DATA IN THIS EXERCISE.
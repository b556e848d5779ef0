//! Pipeline configuration.

use serde::{Deserialize, Serialize};

use lidar_core::{Error, Result, SensorModel, SensorProfile};

use crate::anomaly::DetectorConfig;
use crate::clustering::ClusterTuning;
use crate::confidence::ConfidenceWeights;
use crate::consensus::ConsensusThresholds;
use crate::state_bank::FilterConfig;

const ENV_PREFIX: &str = "LIDAR";

/// Longest sweep timeout whose nanosecond span fits a [`lidar_core::Timestamp`]
pub const MAX_SWEEP_TIMEOUT_MS: u64 = (i64::MAX / 1_000_000) as u64;

/// Which stages run per sweep
#[derive(Debug, Clone, Copy, PartialEq, Eq, Default, Serialize, Deserialize)]
#[serde(rename_all = "lowercase")]
pub enum EnhancementLevel {
    /// State estimation and consensus only
    Basic,
    /// Adds isolation-forest anomaly scoring
    Standard,
    /// Adds spatial clustering and the spatial confidence factor
    #[default]
    Full,
}

impl EnhancementLevel {
    pub fn runs_anomaly_detection(&self) -> bool {
        !matches!(self, EnhancementLevel::Basic)
    }

    pub fn runs_clustering(&self) -> bool {
        matches!(self, EnhancementLevel::Full)
    }
}

/// Complete pipeline configuration, resolved once at startup
#[derive(Debug, Clone, Serialize, Deserialize)]
#[serde(default)]
pub struct EnhancementConfig {
    pub enhancement_level: EnhancementLevel,

    /// Minimum confidence for a raw reading to be accepted
    pub confidence_threshold: f64,

    /// Maximum lifetime of an open sweep
    pub sweep_timeout_ms: u64,

    /// Expected share of anomalous samples per sweep
    pub contamination_rate: f64,

    /// Core-point size including the point itself
    pub cluster_min_samples: usize,

    /// Distance eps as a multiple of the sweep's distance spread
    pub cluster_eps_factor: f64,

    pub sensor: SensorModel,
    pub angle_bin_width_deg: f64,

    /// Entries remembered per angle bin
    pub history_window: usize,

    /// Closed sweeps waiting for processing before the oldest is dropped
    pub queue_depth: usize,

    /// Confidence discount for bins missing from a timed-out sweep
    pub missing_bin_penalty: f64,

    pub filter: FilterConfig,
    pub anomaly: DetectorConfig,
    pub clustering: ClusterTuning,
    pub weights: ConfidenceWeights,
    pub consensus: ConsensusThresholds,
}

impl Default for EnhancementConfig {
    fn default() -> Self {
        Self {
            enhancement_level: EnhancementLevel::Full,
            confidence_threshold: 0.7,
            sweep_timeout_ms: 500,
            contamination_rate: 0.1,
            cluster_min_samples: 3,
            cluster_eps_factor: 0.3,
            sensor: SensorModel::Ld06,
            angle_bin_width_deg: 1.0,
            history_window: 20,
            queue_depth: 4,
            missing_bin_penalty: 0.5,
            filter: FilterConfig::default(),
            anomaly: DetectorConfig::default(),
            clustering: ClusterTuning::default(),
            weights: ConfidenceWeights::default(),
            consensus: ConsensusThresholds::default(),
        }
    }
}

impl EnhancementConfig {
    /// Load configuration from file, with `LIDAR_*` environment overrides
    pub fn from_file(path: &str) -> Result<Self> {
        let settings = config::Config::builder()
            .add_source(config::File::with_name(path))
            .add_source(Self::environment())
            .build()
            .map_err(config_error)?;

        let config: Self = settings.try_deserialize().map_err(config_error)?;
        config.validate()?;
        Ok(config)
    }

    /// Load from environment variables
    pub fn from_env() -> Result<Self> {
        let settings = config::Config::builder()
            .add_source(Self::environment())
            .build()
            .map_err(config_error)?;

        let config: Self = settings.try_deserialize().map_err(config_error)?;
        config.validate()?;
        Ok(config)
    }

    fn environment() -> config::Environment {
        config::Environment::with_prefix(ENV_PREFIX)
            .prefix_separator("_")
            .separator("__")
            .try_parsing(true)
    }

    pub fn sensor_profile(&self) -> SensorProfile {
        self.sensor.profile()
    }

    pub fn validate(&self) -> Result<()> {
        let unit = 0.0..=1.0;
        if !unit.contains(&self.confidence_threshold) {
            return Err(Error::Config(format!(
                "confidence_threshold {} outside [0, 1]",
                self.confidence_threshold
            )));
        }
        if self.consensus.flag_confidence > self.confidence_threshold {
            return Err(Error::Config(format!(
                "consensus.flag_confidence {} exceeds confidence_threshold {}",
                self.consensus.flag_confidence, self.confidence_threshold
            )));
        }
        // A capped warm-up sample must stay below both bands
        if !(self.consensus.warm_up_cap >= 0.0
            && self.consensus.warm_up_cap < self.consensus.flag_confidence)
        {
            return Err(Error::Config(format!(
                "consensus.warm_up_cap {} must be below consensus.flag_confidence {}",
                self.consensus.warm_up_cap, self.consensus.flag_confidence
            )));
        }
        if !(0.0..=0.5).contains(&self.contamination_rate) {
            return Err(Error::Config(format!(
                "contamination_rate {} outside [0, 0.5]",
                self.contamination_rate
            )));
        }
        if !(1..=MAX_SWEEP_TIMEOUT_MS).contains(&self.sweep_timeout_ms) {
            return Err(Error::Config(format!(
                "sweep_timeout_ms {} outside [1, {}]",
                self.sweep_timeout_ms, MAX_SWEEP_TIMEOUT_MS
            )));
        }
        if self.cluster_min_samples == 0 {
            return Err(Error::Config("cluster_min_samples must be at least 1".into()));
        }
        if !(self.cluster_eps_factor.is_finite() && self.cluster_eps_factor > 0.0) {
            return Err(Error::Config("cluster_eps_factor must be positive".into()));
        }
        if !(self.angle_bin_width_deg > 0.0 && self.angle_bin_width_deg <= 360.0) {
            return Err(Error::Config(format!(
                "angle_bin_width_deg {} outside (0, 360]",
                self.angle_bin_width_deg
            )));
        }
        if self.history_window == 0 || self.queue_depth == 0 {
            return Err(Error::Config("history_window and queue_depth must be positive".into()));
        }
        if !unit.contains(&self.missing_bin_penalty) {
            return Err(Error::Config("missing_bin_penalty outside [0, 1]".into()));
        }
        if !(self.filter.process_noise >= 0.0 && self.filter.gate_sigma > 0.0) {
            return Err(Error::Config("filter noise and gate must be positive".into()));
        }
        if !self.weights.is_valid() {
            return Err(Error::Config("confidence weights must be non-negative".into()));
        }
        Ok(())
    }
}

fn config_error(e: config::ConfigError) -> Error {
    Error::Config(e.to_string())
}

WORK TASK.
Check each line of the records above, and copy those that hold the word "impl".

EXERCISE OUTPUT.
impl EnhancementLevel {
impl Default for EnhancementConfig {
impl EnhancementConfig {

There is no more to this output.